By and on Oct 14, 2020

Detrimental lies are not new. Even misleading headlines and text can fool a reader.  However, the ability to alter reality has taken a leap forward with “deepfake” technology which allows for the creation of images and videos of real people saying and doing things they never said or did. Deep learning techniques are escalating the technology’s finesse, producing even more realistic content that is increasingly difficult to detect.

Deepfakes began to gain attention when a fake pornography video featuring a “Wonder Woman” actress was released on Reddit in late 2017 by a user with the pseudonym “deepfakes.” Several doctored videos have since been released featuring high-profile celebrities, some of which were purely for entertainment value and others which have portrayed public figures in a demeaning light. This presents a real threat. The internet already distorts the truth as information on social media is presented and consumed through the filter of our own cognitive biases.

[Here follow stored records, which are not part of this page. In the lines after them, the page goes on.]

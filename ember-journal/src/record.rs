//! Journal record framing: build, checksum, parse, and the checksum-less legacy fallback.

/// Computes the CRC-64 (ECMA polynomial, reflected) checksum of a record payload.
pub(crate) fn checksum(payload: &[u8]) -> u64 {
    let mut digest = crc64fast::Digest::new();
    digest.write(payload);
    digest.sum64()
}

/// Builds one framed record: `crc64_hex|cmd|key|expire|value\n`.
#[must_use]
pub(crate) fn build_record(cmd: &str, key: &[u8], value: &[u8], expire_at: i64) -> Vec<u8> {
    let expire_text = expire_at.to_string();
    let mut payload =
        Vec::with_capacity(cmd.len() + key.len() + expire_text.len() + value.len() + 3);
    payload.extend_from_slice(cmd.as_bytes());
    payload.push(b'|');
    payload.extend_from_slice(key);
    payload.push(b'|');
    payload.extend_from_slice(expire_text.as_bytes());
    payload.push(b'|');
    payload.extend_from_slice(value);

    let crc_hex = format!("{:x}", checksum(&payload));
    let mut record = Vec::with_capacity(crc_hex.len() + payload.len() + 2);
    record.extend_from_slice(crc_hex.as_bytes());
    record.push(b'|');
    record.extend_from_slice(&payload);
    record.push(b'\n');
    record
}

/// One decoded record, borrowing from the scanned line.
#[derive(Debug, PartialEq, Eq)]
pub(crate) struct ParsedRecord<'a> {
    pub(crate) cmd: &'a [u8],
    pub(crate) key: &'a [u8],
    pub(crate) value: &'a [u8],
    pub(crate) expire_at: i64,
}

/// Decodes one line (without its terminating `\n`). `None` marks the line corrupt.
///
/// A line whose leading field is not a hexadecimal checksum is retried as a legacy
/// checksum-less record (`cmd|key|expire|value` with a known command).
pub(crate) fn parse_line(line: &[u8]) -> Option<ParsedRecord<'_>> {
    let sep = line.iter().position(|&byte| byte == b'|')?;
    if sep < 1 {
        return None;
    }

    let crc_hex = &line[..sep];
    let payload = &line[sep + 1..];
    let stored = std::str::from_utf8(crc_hex)
        .ok()
        .and_then(|text| u64::from_str_radix(text, 16).ok());
    let Some(stored) = stored else {
        return parse_legacy(line);
    };

    if stored != checksum(payload) {
        return None;
    }
    split_payload(payload)
}

/// Splits `cmd|key|expire|value` into at most four fields.
fn split_payload(payload: &[u8]) -> Option<ParsedRecord<'_>> {
    let mut parts = payload.splitn(4, |&byte| byte == b'|');
    let cmd = parts.next()?;
    let key = parts.next()?;
    let expire = parts.next()?;
    let value = parts.next()?;

    let expire_at = std::str::from_utf8(expire)
        .ok()
        .and_then(|text| text.parse::<i64>().ok())?;
    Some(ParsedRecord {
        cmd,
        key,
        value,
        expire_at,
    })
}

fn parse_legacy(line: &[u8]) -> Option<ParsedRecord<'_>> {
    let record = split_payload(line)?;
    matches!(record.cmd, b"SET" | b"DEL" | b"GET").then_some(record)
}
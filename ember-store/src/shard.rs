//! One shard of the hot tier: a key→entry map plus its TTL heap under a single
//! reader/writer lock.
//!
//! The map and heap are only ever mutated together inside one critical section; any operation
//! touching an entry's TTL goes through [`repair_heap_at`] so the back-pointer invariant holds
//! after every mutation.

use std::sync::{PoisonError, RwLock, RwLockReadGuard, RwLockWriteGuard};

use ember_common::clock::{now_cached, now_precise};
use ember_common::error::{EmberError, EmberResult};

use crate::cold::ColdRecord;
use crate::containers::HotMap;
use crate::entry::{Entry, HEAP_NONE};
use crate::glob::glob_match;
use crate::ttl_heap::TtlHeap;

#[derive(Debug, Default)]
pub(crate) struct Shard {
    inner: RwLock<ShardInner>,
}

#[derive(Debug, Default)]
pub(crate) struct ShardInner {
    items: HotMap<Vec<u8>, Entry>,
    heap: TtlHeap,
}

/// Applies the TTL-change heap rules: push when a TTL appears, re-heapify when it moves,
/// remove when it clears.
fn repair_heap_at(
    items: &mut HotMap<Vec<u8>, Entry>,
    heap: &mut TtlHeap,
    key: &[u8],
    index: usize,
    expire_at: i64,
) {
    if expire_at > 0 {
        if index == HEAP_NONE {
            heap.push(items, key.to_vec(), expire_at);
        } else {
            heap.repair(items, index, expire_at);
        }
    } else if index != HEAP_NONE {
        heap.remove(items, index);
    }
}

/// Removes an entry from both structures. Returns whether it existed.
fn remove_locked(items: &mut HotMap<Vec<u8>, Entry>, heap: &mut TtlHeap, key: &[u8]) -> bool {
    let Some(index) = items.get(key).map(|entry| entry.heap_index) else {
        return false;
    };
    if index != HEAP_NONE {
        heap.remove(items, index);
    }
    items.remove(key);
    true
}

impl Shard {
    fn read(&self) -> RwLockReadGuard<'_, ShardInner> {
        self.inner.read().unwrap_or_else(PoisonError::into_inner)
    }

    fn write(&self) -> RwLockWriteGuard<'_, ShardInner> {
        self.inner.write().unwrap_or_else(PoisonError::into_inner)
    }

    /// Writes a value with an absolute expiry (zero = no TTL). Returns true for a new key.
    pub(crate) fn set(&self, key: &[u8], value: Vec<u8>, expire_at: i64) -> bool {
        let now = now_cached();
        let mut inner = self.write();
        let ShardInner { items, heap } = &mut *inner;

        if items.contains_key(key) {
            let index = {
                let entry = items.get_mut(key).expect("presence checked under this lock");
                entry.value = value;
                entry
                    .expire_at
                    .store(expire_at, std::sync::atomic::Ordering::Relaxed);
                entry.touch(now);
                entry.heap_index
            };
            repair_heap_at(items, heap, key, index, expire_at);
            return false;
        }

        items.insert(key.to_vec(), Entry::new(value, expire_at, now));
        if expire_at > 0 {
            heap.push(items, key.to_vec(), expire_at);
        }
        true
    }

    /// Reads a value, lazily expiring a dead entry.
    pub(crate) fn get(&self, key: &[u8]) -> Option<Vec<u8>> {
        {
            let inner = self.read();
            let entry = inner.items.get(key)?;
            if !entry.is_expired_at(now_precise()) {
                let value = entry.value.clone();
                entry.touch(now_cached());
                return Some(value);
            }
        }

        // Expired on the fast path: re-check under the write lock before removing, the key may
        // have been refreshed while we waited.
        let mut inner = self.write();
        let ShardInner { items, heap } = &mut *inner;
        match items.get(key).map(Entry::is_expired) {
            None => None,
            Some(true) => {
                remove_locked(items, heap, key);
                None
            }
            Some(false) => {
                let entry = items.get(key).expect("presence checked under this lock");
                let value = entry.value.clone();
                entry.touch(now_cached());
                Some(value)
            }
        }
    }

    /// Removes a key. Returns whether it existed.
    pub(crate) fn del(&self, key: &[u8]) -> bool {
        let mut inner = self.write();
        let ShardInner { items, heap } = &mut *inner;
        remove_locked(items, heap, key)
    }

    /// Live-key presence check.
    pub(crate) fn exists(&self, key: &[u8]) -> bool {
        let inner = self.read();
        inner
            .items
            .get(key)
            .is_some_and(|entry| !entry.is_expired_at(now_precise()))
    }

    /// Updates the TTL of a live entry (zero clears it). Returns whether the key was live.
    pub(crate) fn expire(&self, key: &[u8], expire_at: i64) -> bool {
        let mut inner = self.write();
        let ShardInner { items, heap } = &mut *inner;

        let index = match items.get(key) {
            Some(entry) if !entry.is_expired() => {
                entry
                    .expire_at
                    .store(expire_at, std::sync::atomic::Ordering::Relaxed);
                entry.heap_index
            }
            _ => return false,
        };
        repair_heap_at(items, heap, key, index, expire_at);
        true
    }

    /// Remaining lifetime in nanoseconds. `-1` for no TTL, `-2` for missing or expired.
    pub(crate) fn ttl_nanos(&self, key: &[u8]) -> i64 {
        let expire_at = {
            let inner = self.read();
            match inner.items.get(key) {
                Some(entry) => entry.expire_at(),
                None => return -2,
            }
        };

        if expire_at == 0 {
            return -1;
        }
        let remaining = expire_at - now_precise();
        if remaining <= 0 {
            return -2;
        }
        remaining
    }

    /// Adds `delta` to an integer value, recreating missing or expired keys from zero.
    ///
    /// # Errors
    ///
    /// Returns [`EmberError::NotAnInteger`] when the current value is not a signed 64-bit
    /// integer or the addition overflows.
    pub(crate) fn incr_by(&self, key: &[u8], delta: i64) -> EmberResult<(i64, bool)> {
        let now = now_cached();
        let mut inner = self.write();
        let ShardInner { items, heap } = &mut *inner;

        if items.get(key).is_some_and(Entry::is_expired) {
            remove_locked(items, heap, key);
        }

        match items.get_mut(key) {
            Some(entry) => {
                let current = std::str::from_utf8(&entry.value)
                    .ok()
                    .and_then(|text| text.parse::<i64>().ok())
                    .ok_or(EmberError::NotAnInteger)?;
                let next = current.checked_add(delta).ok_or(EmberError::NotAnInteger)?;
                entry.value = next.to_string().into_bytes();
                entry.touch(now);
                Ok((next, false))
            }
            None => {
                items.insert(
                    key.to_vec(),
                    Entry::new(delta.to_string().into_bytes(), 0, now),
                );
                Ok((delta, true))
            }
        }
    }

    /// Appends to a value, creating missing or expired keys from the suffix. Returns the new
    /// length and whether the key is new.
    pub(crate) fn append_value(&self, key: &[u8], suffix: &[u8]) -> (usize, bool) {
        let now = now_cached();
        let mut inner = self.write();
        let ShardInner { items, heap } = &mut *inner;

        if items.get(key).is_some_and(Entry::is_expired) {
            remove_locked(items, heap, key);
        }

        match items.get_mut(key) {
            Some(entry) => {
                entry.value.extend_from_slice(suffix);
                entry.touch(now);
                (entry.value.len(), false)
            }
            None => {
                items.insert(key.to_vec(), Entry::new(suffix.to_vec(), 0, now));
                (suffix.len(), true)
            }
        }
    }

    /// Value length of a live key, zero otherwise.
    pub(crate) fn strlen(&self, key: &[u8]) -> usize {
        let inner = self.read();
        match inner.items.get(key) {
            Some(entry) if !entry.is_expired_at(now_precise()) => entry.value.len(),
            _ => 0,
        }
    }

    /// Live keys matching a glob pattern.
    pub(crate) fn keys(&self, pattern: &[u8]) -> Vec<Vec<u8>> {
        let inner = self.read();
        inner
            .items
            .iter()
            .filter(|(_, entry)| !entry.is_expired())
            .filter(|(key, _)| pattern == b"*" || glob_match(pattern, key))
            .map(|(key, _)| key.clone())
            .collect()
    }

    /// Live-only value+TTL copy, used by cross-shard rename.
    pub(crate) fn snapshot_entry(&self, key: &[u8]) -> Option<(Vec<u8>, i64)> {
        let inner = self.read();
        let entry = inner.items.get(key)?;
        if entry.is_expired() {
            return None;
        }
        Some((entry.value.clone(), entry.expire_at()))
    }

    /// Invokes `f` for every entry live at `now`.
    pub(crate) fn snapshot_each(&self, now: i64, mut f: impl FnMut(&[u8], &[u8], i64)) {
        let inner = self.read();
        for (key, entry) in &inner.items {
            let expire_at = entry.expire_at();
            if expire_at > 0 && expire_at <= now {
                continue;
            }
            f(key, &entry.value, expire_at);
        }
    }

    /// Pops expired heap roots, bounded per tick to cap lock hold time. Returns removals.
    pub(crate) fn expire_tick(&self, now: i64, max: usize) -> usize {
        let mut inner = self.write();
        let ShardInner { items, heap } = &mut *inner;

        let mut removed = 0_usize;
        while removed < max {
            match heap.peek() {
                Some(slot) if slot.expire_at <= now => {}
                _ => break,
            }
            if let Some(slot) = heap.pop(items) {
                items.remove(&slot.key);
                removed += 1;
            }
        }
        removed
    }

    /// Samples up to `sample` entries and hands idle ones to `sink`; entries the sink accepts
    /// are removed in the same critical section. Returns removals.
    pub(crate) fn sweep_cold(
        &self,
        idle_deadline: i64,
        sample: usize,
        mut sink: impl FnMut(ColdRecord) -> bool,
    ) -> usize {
        let mut inner = self.write();
        let ShardInner { items, heap } = &mut *inner;

        let sampled: Vec<(Vec<u8>, i64)> = items
            .iter()
            .take(sample)
            .map(|(key, entry)| (key.clone(), entry.last_access()))
            .collect();

        let mut moved = 0_usize;
        for (key, access) in sampled {
            if access >= idle_deadline {
                continue;
            }
            let Some(entry) = items.get(&key) else {
                continue;
            };
            let record = ColdRecord {
                key: key.clone(),
                value: entry.value.clone(),
                expire_at: entry.expire_at(),
            };
            // Sink refusal means channel backpressure; the entry stays hot for the next round.
            if sink(record) {
                remove_locked(items, heap, &key);
                moved += 1;
            }
        }
        moved
    }

    /// Returns the least recently used of up to `sample` entries.
    pub(crate) fn sample_min_access(&self, sample: usize) -> Option<(Vec<u8>, i64)> {
        let inner = self.read();
        inner
            .items
            .iter()
            .take(sample)
            .map(|(key, entry)| (key, entry.last_access()))
            .min_by_key(|&(_, access)| access)
            .map(|(key, access)| (key.clone(), access))
    }

    /// Removes a key, returning its value and TTL for cold-tier demotion.
    pub(crate) fn take_for_demotion(&self, key: &[u8]) -> Option<(Vec<u8>, i64)> {
        let mut inner = self.write();
        let ShardInner { items, heap } = &mut *inner;

        let taken = items
            .get(key)
            .map(|entry| (entry.value.clone(), entry.expire_at()))?;
        remove_locked(items, heap, key);
        Some(taken)
    }

    /// Drops every entry.
    pub(crate) fn clear(&self) {
        let mut inner = self.write();
        inner.items.clear();
        inner.heap.clear();
    }

    pub(crate) fn len(&self) -> usize {
        self.read().items.len()
    }

    #[cfg(test)]
    pub(crate) fn check_consistency(&self) -> bool {
        let inner = self.read();
        inner.heap.check_consistency(&inner.items)
    }

    #[cfg(test)]
    pub(crate) fn heap_len(&self) -> usize {
        self.read().heap.len()
    }
}

#[cfg(test)]
#[path = "shard/tests.rs"]
mod tests;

Deepfakes will intensify this problem significantly. Celebrities, politicians and even commercial brands can face unique forms of threat tactics, intimidation, and personal image sabotage. The risks to our democracy, justice, politics and national security are serious as well. Imagine a dark web economy where deepfakers produce misleading content that can be released to the world to influence which car we buy, which supermarket we frequent, and even which political candidate receives our vote. Deepfakes can touch all areas of our lives; hence, basic protection is essential.

How are Deepfakes Created?

Deepfakes are a cutting-edge advancement of Artificial Intelligence (AI) often leveraged by bad actors who use the technology to generate increasingly realistic and convincing fake images, videos, voice, and text. These videos are created by the superimposition of existing images, audio, and videos onto source media files by leveraging an advanced deep learning technique called “Generative Adversarial Networks” (GANs). GANs are relatively recent concepts in AI which aim to synthesize artificial images that are indistinguishable from authentic ones. The GAN approach brings two neural networks to work simultaneously: one network called the “generator” draws on a dataset to produce a sample that mimics it. The other network, known as the “discriminator”, assesses the degree to which the generator succeeded. Iteratively, the assessments of the discriminator inform the assessments of the generator. The increasing sophistication of GAN approaches has led to the production of ever more convincing and nearly impossible to expose deepfakes, and the result far exceeds the speed, scale, and nuance of what human reviewers could achieve.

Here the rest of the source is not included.